Revenue management is based on the idea of maximizing revenue by matching the right customer with the right price at the right time. As customer demand and available supply fluctuates over time, prices should change too. Revenue management originated in the airline industry but is now widely used in industries with limited, perishable inventory. 


What are revenue management strategies?

Revenue management strategies for hotels include developing an appropriate competitive set, studying competitor prices and market demand, deploying discounts or promotions, leveraging various distribution channels, and applying restrictions like minimum lengths of stay or different cancellation policies. A revenue manager uses these strategies to adapt their offers in response to changes in market supply and demand.

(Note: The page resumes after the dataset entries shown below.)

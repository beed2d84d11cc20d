use access::{filter_navigation, NavIcon, NavItem};
use dioxus::prelude::*;
use dioxus_free_icons::icons::fa_solid_icons::{
    FaCarrot, FaCircle, FaGauge, FaGear, FaGift, FaMotorcycle, FaNewspaper, FaReceipt, FaStar,
    FaStore, FaTags, FaUsers, FaUtensils,
};
use dioxus_free_icons::Icon;

use crate::{use_permissions, use_session, LogoutButton, SIDEBAR_CSS};

/// Sidebar showing the part of `items` the current user may see.
#[component]
pub fn AppSidebar(
    items: Vec<NavItem>,
    active_path: String,
    #[props(default = "Restaurant Admin".to_string())] title: String,
) -> Element {
    let session = use_session();
    let permissions = use_permissions();

    // The declared tree is static; only the permission set drives re-filtering.
    let visible = use_memo(move || filter_navigation(&items, &permissions.read()));

    let user_name = session
        .read()
        .user()
        .map(|user| user.display_name().to_string());
    let role_name = session
        .read()
        .user()
        .and_then(|user| user.role_name().map(str::to_string));

    rsx! {
        document::Stylesheet { href: SIDEBAR_CSS }

        nav {
            class: "sidebar",

            div {
                class: "sidebar-user",
                span { class: "sidebar-title", "{title}" }
                if let Some(name) = user_name {
                    span { class: "sidebar-user-name", "{name}" }
                }
                if let Some(role) = role_name {
                    span { class: "sidebar-user-role", "{role}" }
                }
            }

            div {
                class: "sidebar-tree",
                if session.read().is_loading() {
                    div { class: "sidebar-loading", "Loading..." }
                } else {
                    for (index, item) in visible().into_iter().enumerate() {
                        if item.is_section() {
                            NavSection {
                                key: "{nav_key(index, &item)}",
                                item: item.clone(),
                                active_path: active_path.clone(),
                            }
                        } else {
                            NavEntry {
                                key: "{nav_key(index, &item)}",
                                item: item.clone(),
                                active_path: active_path.clone(),
                            }
                        }
                    }
                }
            }

            div {
                class: "sidebar-bottom",
                LogoutButton { class: "sidebar-bottom-item" }
            }
        }
    }
}

#[component]
fn NavSection(item: NavItem, active_path: String) -> Element {
    let contains_active = item.contains_path(&active_path);
    let mut expanded = use_signal(move || contains_active);

    rsx! {
        div {
            class: "nav-section",
            button {
                class: if contains_active { "nav-section-header active" } else { "nav-section-header" },
                onclick: move |_| expanded.set(!expanded()),
                NavGlyph { icon: item.icon }
                span { class: "nav-label", "{item.name}" }
                span {
                    class: "nav-caret",
                    if expanded() { "\u{25BE}" } else { "\u{25B8}" }
                }
            }

            if expanded() {
                div {
                    class: "nav-section-children",
                    for (index, child) in item.children().iter().cloned().enumerate() {
                        NavEntry {
                            key: "{nav_key(index, &child)}",
                            item: child,
                            active_path: active_path.clone(),
                        }
                    }
                }
            }
        }
    }
}

/// Stable key for a rendered entry: its path when it has one, else position and name.
fn nav_key(index: usize, item: &NavItem) -> String {
    match &item.path {
        Some(path) => path.clone(),
        None => format!("{index}:{}", item.name),
    }
}

#[component]
fn NavEntry(item: NavItem, active_path: String) -> Element {
    let active = item.path.as_deref() == Some(active_path.as_str());
    let class = if active { "nav-entry active" } else { "nav-entry" };

    match item.path.clone() {
        Some(path) => rsx! {
            Link {
                class: class,
                to: path,
                NavGlyph { icon: item.icon }
                span { class: "nav-label", "{item.name}" }
            }
        },
        None => rsx! {
            span {
                class: "nav-entry disabled",
                NavGlyph { icon: item.icon }
                span { class: "nav-label", "{item.name}" }
            }
        },
    }
}

#[component]
fn NavGlyph(icon: NavIcon) -> Element {
    match icon {
        NavIcon::Dashboard => rsx! { Icon { class: "nav-icon", width: 14, height: 14, icon: FaGauge } },
        NavIcon::Branches => rsx! { Icon { class: "nav-icon", width: 14, height: 14, icon: FaStore } },
        NavIcon::Menu => rsx! { Icon { class: "nav-icon", width: 14, height: 14, icon: FaUtensils } },
        NavIcon::Ingredients => rsx! { Icon { class: "nav-icon", width: 14, height: 14, icon: FaCarrot } },
        NavIcon::Orders => rsx! { Icon { class: "nav-icon", width: 14, height: 14, icon: FaReceipt } },
        NavIcon::Riders => rsx! { Icon { class: "nav-icon", width: 14, height: 14, icon: FaMotorcycle } },
        NavIcon::Discounts => rsx! { Icon { class: "nav-icon", width: 14, height: 14, icon: FaTags } },
        NavIcon::Loyalty => rsx! { Icon { class: "nav-icon", width: 14, height: 14, icon: FaGift } },
        NavIcon::Reviews => rsx! { Icon { class: "nav-icon", width: 14, height: 14, icon: FaStar } },
        NavIcon::Users => rsx! { Icon { class: "nav-icon", width: 14, height: 14, icon: FaUsers } },
        NavIcon::Cms => rsx! { Icon { class: "nav-icon", width: 14, height: 14, icon: FaNewspaper } },
        NavIcon::Settings => rsx! { Icon { class: "nav-icon", width: 14, height: 14, icon: FaGear } },
        NavIcon::Dot => rsx! { Icon { class: "nav-icon nav-icon-dot", width: 6, height: 6, icon: FaCircle } },
    }
}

Why is revenue management important?

Revenue management (also known as yield management) is important to any business with perishable inventory that wants to maximize revenue. In hotels, revenue management can help to attract the right guests, gain incremental revenue, and reduce costs. Revenue management also ensures a hotel remains competitive by not selling rooms with rates that are too low or too high.


What is the role of revenue manager?

In hotels, the revenue manager is responsible for setting and implementing pricing strategies. This role involves studying competitor pricing and market dynamics, deploying promotions and discounts, managing room types and rate plans, working with distribution partners and OTAs, and collaborating with other hotel departments to reach revenue and occupancy goals.


What are the tools of revenue management?

Revenue managers use several tools to build and implement pricing strategies. Most commonly, a revenue manager uses a property management system to house all room types and rate plans, a rate shopper to analyze competitor rates and availability, a revenue management system to get rate recommendations based on market dynamics, and a channel manager to connect to distribution platforms.